[Collected data]
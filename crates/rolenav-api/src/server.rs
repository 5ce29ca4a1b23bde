// Rolenav
// Copyright (C) 2025 Synerthink

// This program is free software: you can redistribute it and/or modify
// it under the terms of the GNU Affero General Public License as published by
// the Free Software Foundation, either version 3 of the License, or
// (at your option) any later version.

// This program is distributed in the hope that it will be useful,
// but WITHOUT ANY WARRANTY; without even the implied warranty of
// MERCHANTABILITY or FITNESS FOR A PARTICULAR PURPOSE.  See the
// GNU Affero General Public License for more details.

// You should have received a copy of the GNU Affero General Public License
// along with this program.  If not, see <http://www.gnu.org/licenses/>.

//! HTTP server implementation using Hyper

use crate::config::Config;
use crate::error::{ApiError, ApiResult};
use crate::router::Router;
use crate::state::AppState;
use hyper::body::Incoming;
use hyper::server::conn::http1;
use hyper::service::service_fn;
use hyper::Request;
use hyper_util::rt::TokioIo;
use std::convert::Infallible;
use std::net::SocketAddr;
use std::sync::Arc;
use tokio::net::TcpListener;
use tracing::{error, info};

/// API server using Hyper
pub struct ApiServer {
    bind_address: SocketAddr,
    router: Arc<Router>,
}

impl ApiServer {
    /// Create a new API server from configuration
    pub async fn new(config: Config) -> ApiResult<Self> {
        // Parse bind address
        let bind_address: SocketAddr = config.bind_address.parse().map_err(|e| ApiError::BadRequest {
            message: format!("Invalid bind address: {}", e),
        })?;

        let state = AppState::from_config(&config).await?;

        info!("API server created successfully");

        Ok(Self::with_state(bind_address, state))
    }

    /// Create a server around prepared state
    pub fn with_state(bind_address: SocketAddr, state: AppState) -> Self {
        Self {
            bind_address,
            router: Arc::new(Router::new(state)),
        }
    }

    /// Get the bind address
    pub fn bind_address(&self) -> SocketAddr {
        self.bind_address
    }

    /// Bind the configured address and start serving
    pub async fn run(self) -> ApiResult<()> {
        let listener = TcpListener::bind(self.bind_address).await?;
        self.serve(listener).await
    }

    /// Serve connections from an already bound listener
    pub async fn serve(self, listener: TcpListener) -> ApiResult<()> {
        info!("Rolenav permission API listening on http://{}", listener.local_addr()?);

        // Accept connections
        loop {
            let (stream, remote_addr) = match listener.accept().await {
                Ok(conn) => conn,
                Err(e) => {
                    error!("Failed to accept connection: {}", e);
                    continue;
                }
            };

            let io = TokioIo::new(stream);
            let router = self.router.clone();

            // Spawn a task to handle the connection
            tokio::task::spawn(async move {
                let service = service_fn(move |req: Request<Incoming>| {
                    let router = router.clone();
                    async move { Ok::<_, Infallible>(router.handle(req).await) }
                });

                // Serve the connection
                if let Err(err) = http1::Builder::new().serve_connection(io, service).await {
                    error!("Error serving connection from {}: {}", remote_addr, err);
                }
            });
        }
    }
}
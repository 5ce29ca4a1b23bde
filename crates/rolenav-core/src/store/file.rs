// Rolenav
// Copyright (C) 2025 Synerthink

// This program is free software: you can redistribute it and/or modify
// it under the terms of the GNU Affero General Public License as published by
// the Free Software Foundation, either version 3 of the License, or
// (at your option) any later version.

// This program is distributed in the hope that it will be useful,
// but WITHOUT ANY WARRANTY; without even the implied warranty of
// MERCHANTABILITY or FITNESS FOR A PARTICULAR PURPOSE.  See the
// GNU Affero General Public License for more details.

// You should have received a copy of the GNU Affero General Public License
// along with this program.  If not, see <http://www.gnu.org/licenses/>.

//! JSON file backed permission store
//!
//! The whole grant table is rewritten on every change through a temporary file
//! and an atomic rename. The in-memory table is only replaced once the rename
//! succeeded, so a failed write leaves both disk and memory untouched.

use super::{PermissionStore, StoreError, StoreResult, normalize_role, prepare_record};
use crate::catalog::Catalog;
use crate::record::PermissionRecord;
use async_trait::async_trait;
use chrono::{DateTime, Utc};
use serde::{Deserialize, Serialize};
use std::collections::{BTreeMap, BTreeSet};
use std::path::{Path, PathBuf};
use std::sync::Arc;
use tokio::sync::Mutex;
use tracing::{debug, info, warn};

const STORE_FORMAT_VERSION: u32 = 1;

/// A record together with its audit timestamp
#[derive(Debug, Clone, PartialEq, Serialize, Deserialize)]
pub struct StoredGrant {
    #[serde(flatten)]
    pub record: PermissionRecord,

    /// When the record was last written
    pub updated_at: DateTime<Utc>,
}

#[derive(Debug, Serialize, Deserialize)]
struct StoreDocument {
    version: u32,
    grants: Vec<StoredGrant>,
}

type GrantTable = BTreeMap<(String, String), StoredGrant>;

/// Durable store persisted as a single JSON document
#[derive(Debug)]
pub struct FilePermissionStore {
    path: PathBuf,
    catalog: Arc<Catalog>,
    grants: Mutex<GrantTable>,
}

impl FilePermissionStore {
    /// Open a store, creating an empty one when the file does not exist yet
    pub async fn open(path: impl AsRef<Path>, catalog: Arc<Catalog>) -> StoreResult<Self> {
        let path = path.as_ref().to_path_buf();

        let grants = match tokio::fs::read(&path).await {
            Ok(bytes) => {
                let document: StoreDocument = serde_json::from_slice(&bytes).map_err(|e| StoreError::unavailable(format!("corrupt store {}: {}", path.display(), e)))?;
                if document.version != STORE_FORMAT_VERSION {
                    return Err(StoreError::unavailable(format!("unsupported store format version {}", document.version)));
                }
                document.grants.into_iter().map(|grant| (grant.record.key(), grant)).collect::<GrantTable>()
            }
            Err(e) if e.kind() == std::io::ErrorKind::NotFound => GrantTable::new(),
            Err(e) => return Err(StoreError::unavailable(format!("failed to read {}: {}", path.display(), e))),
        };

        let orphaned = grants.keys().filter(|(_, grant_path)| !catalog.contains_path(grant_path)).count();
        if orphaned > 0 {
            warn!("{} stored grants reference paths missing from catalog v{}", orphaned, catalog.version());
        }

        info!("Opened permission store {} with {} grants", path.display(), grants.len());

        Ok(Self {
            path,
            catalog,
            grants: Mutex::new(grants),
        })
    }

    pub fn path(&self) -> &Path {
        &self.path
    }

    /// Full stored entry including its audit timestamp
    pub async fn stored_grant(&self, role: &str, path: &str) -> Option<StoredGrant> {
        self.grants.lock().await.get(&(role.to_string(), path.to_string())).cloned()
    }

    async fn persist(&self, table: &GrantTable) -> StoreResult<()> {
        let document = StoreDocument {
            version: STORE_FORMAT_VERSION,
            grants: table.values().cloned().collect(),
        };
        let json = serde_json::to_vec_pretty(&document).map_err(|e| StoreError::unavailable(format!("failed to encode store: {}", e)))?;

        if let Some(parent) = self.path.parent().filter(|parent| !parent.as_os_str().is_empty()) {
            tokio::fs::create_dir_all(parent)
                .await
                .map_err(|e| StoreError::unavailable(format!("failed to create {}: {}", parent.display(), e)))?;
        }

        let tmp_path = self.path.with_extension("tmp");
        tokio::fs::write(&tmp_path, &json)
            .await
            .map_err(|e| StoreError::unavailable(format!("failed to write {}: {}", tmp_path.display(), e)))?;

        if let Err(e) = tokio::fs::rename(&tmp_path, &self.path).await {
            let _ = tokio::fs::remove_file(&tmp_path).await;
            return Err(StoreError::unavailable(format!("failed to replace {}: {}", self.path.display(), e)));
        }

        debug!("Persisted {} grants to {}", table.len(), self.path.display());
        Ok(())
    }
}

#[async_trait]
impl PermissionStore for FilePermissionStore {
    async fn grants_for_role(&self, role: &str) -> StoreResult<Vec<PermissionRecord>> {
        let role = normalize_role(role);
        let grants = self.grants.lock().await;
        Ok(grants.values().filter(|grant| grant.record.role == role).map(|grant| grant.record.clone()).collect())
    }

    async fn upsert_grant(&self, record: PermissionRecord) -> StoreResult<PermissionRecord> {
        let record = prepare_record(&self.catalog, record)?;
        let mut grants = self.grants.lock().await;

        if grants.get(&record.key()).is_some_and(|existing| existing.record == record) {
            debug!("Grant {} {} unchanged", record.role, record.path);
            return Ok(record);
        }

        let mut next = grants.clone();
        next.insert(
            record.key(),
            StoredGrant {
                record: record.clone(),
                updated_at: Utc::now(),
            },
        );

        self.persist(&next).await?;
        *grants = next;

        info!("Stored grant {} {} = {}", record.role, record.path, record.is_allowed);
        Ok(record)
    }

    async fn delete_grant(&self, role: &str, path: &str) -> StoreResult<bool> {
        let mut grants = self.grants.lock().await;
        let key = (normalize_role(role).to_string(), path.to_string());

        if !grants.contains_key(&key) {
            return Ok(false);
        }

        let mut next = grants.clone();
        next.remove(&key);
        self.persist(&next).await?;
        *grants = next;

        info!("Deleted grant {} {}", role, path);
        Ok(true)
    }

    async fn roles(&self) -> StoreResult<Vec<String>> {
        let grants = self.grants.lock().await;
        let roles: BTreeSet<&str> = grants.keys().map(|(role, _)| role.as_str()).collect();
        Ok(roles.into_iter().map(str::to_string).collect())
    }
}
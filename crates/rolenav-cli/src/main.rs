// Rolenav
// Copyright (C) 2025 Synerthink

// This program is free software: you can redistribute it and/or modify
// it under the terms of the GNU Affero General Public License as published by
// the Free Software Foundation, either version 3 of the License, or
// (at your option) any later version.

// This program is distributed in the hope that it will be useful,
// but WITHOUT ANY WARRANTY; without even the implied warranty of
// MERCHANTABILITY or FITNESS FOR A PARTICULAR PURPOSE.  See the
// GNU Affero General Public License for more details.

// You should have received a copy of the GNU Affero General Public License
// along with this program.  If not, see <http://www.gnu.org/licenses/>.

use anyhow::Result;
use clap::{Parser, Subcommand};
use std::path::PathBuf;
use tracing::Level;

mod commands;
mod config;

use commands::CommandContext;
use config::RolenavConfig;

#[derive(Parser, Debug)]
#[command(name = "rolenav", about = "Role-based navigation and permission management")]
pub struct Cli {
    /// Path to configuration file (TOML)
    #[arg(long)]
    pub config: Option<PathBuf>,

    /// Permission API base URL (overrides $ROLENAV_SERVER_URL)
    #[arg(long)]
    pub server: Option<String>,

    /// Grant file for local mode (overrides $ROLENAV_DATA_FILE)
    #[arg(long)]
    pub data_file: Option<PathBuf>,

    /// Log more; repeat for trace output
    #[arg(short, long, action = clap::ArgAction::Count)]
    pub verbose: u8,

    #[command(subcommand)]
    pub command: Commands,
}

/// Subcommands for the capability catalog
#[derive(Subcommand, Debug)]
#[command(about = "Inspect or validate capability catalogs")]
pub enum CatalogCommands {
    /// Print the catalog in use
    Show,
    /// Validate a catalog file
    Check { file: PathBuf },
}

/// Subcommands for configuration
#[derive(Subcommand, Debug)]
#[command(about = "Inspect or write CLI configuration")]
pub enum ConfigCommands {
    /// Show current effective configuration
    Show,
    /// Write the effective configuration to a new file
    Init { path: PathBuf },
}

/// Top-level commands for rolenav
#[derive(Subcommand, Debug)]
pub enum Commands {
    /// Run the permission API server
    Serve,

    /// List known roles
    Roles,

    /// Show every capability and whether a role holds it
    Grants { role: String },

    /// Show the navigation a role would see
    Nav {
        role: String,
        /// Print the composed tree as JSON
        #[arg(long)]
        json: bool,
    },

    /// Allow or deny one capability for a role
    Grant {
        role: String,
        path: String,
        #[arg(long, conflicts_with = "deny", required_unless_present = "deny")]
        allow: bool,
        #[arg(long)]
        deny: bool,
    },

    /// Catalog inspection
    Catalog {
        #[command(subcommand)]
        command: CatalogCommands,
    },

    /// Inspect or write configuration
    Config {
        #[command(subcommand)]
        command: ConfigCommands,
    },
}

#[tokio::main]
async fn main() -> Result<()> {
    let cli = Cli::parse();

    let level = match cli.verbose {
        0 => Level::WARN,
        1 => Level::INFO,
        2 => Level::DEBUG,
        _ => Level::TRACE,
    };
    // `serve` always reports what it is doing
    let level = if matches!(cli.command, Commands::Serve) { level.max(Level::INFO) } else { level };
    tracing_subscriber::fmt().with_max_level(level).with_writer(std::io::stderr).init();

    // Load configuration
    let config = RolenavConfig::resolve_config(cli.config, cli.server, cli.data_file)?;

    // Commands that do not touch grants
    match cli.command {
        Commands::Serve => return commands::serve::serve(&config).await,
        Commands::Config { command } => return commands::config::handle_config_command(&config, command),
        Commands::Catalog {
            command: CatalogCommands::Check { file },
        } => return commands::catalog::check_catalog(&file),
        _ => {}
    }

    let ctx = CommandContext::new(&config).await?;

    // Dispatch commands
    match cli.command {
        Commands::Roles => {
            commands::roles::list_roles(&ctx).await?;
        }
        Commands::Grants { role } => {
            commands::grants::show_grants(&ctx, &role).await?;
        }
        Commands::Nav { role, json } => {
            commands::nav::show_navigation(&ctx, &role, json).await?;
        }
        Commands::Grant { role, path, allow, .. } => {
            commands::grants::set_grant(&ctx, &role, &path, allow).await?;
        }
        Commands::Catalog { command: CatalogCommands::Show } => {
            commands::catalog::show_catalog(&ctx)?;
        }
        Commands::Serve | Commands::Config { .. } | Commands::Catalog { .. } => {}
    }

    Ok(())
}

PROBLEM DESCRIPTION:
Answer with a number only. How many lines in the records include the word "router"?

WRITTEN ANSWER:
6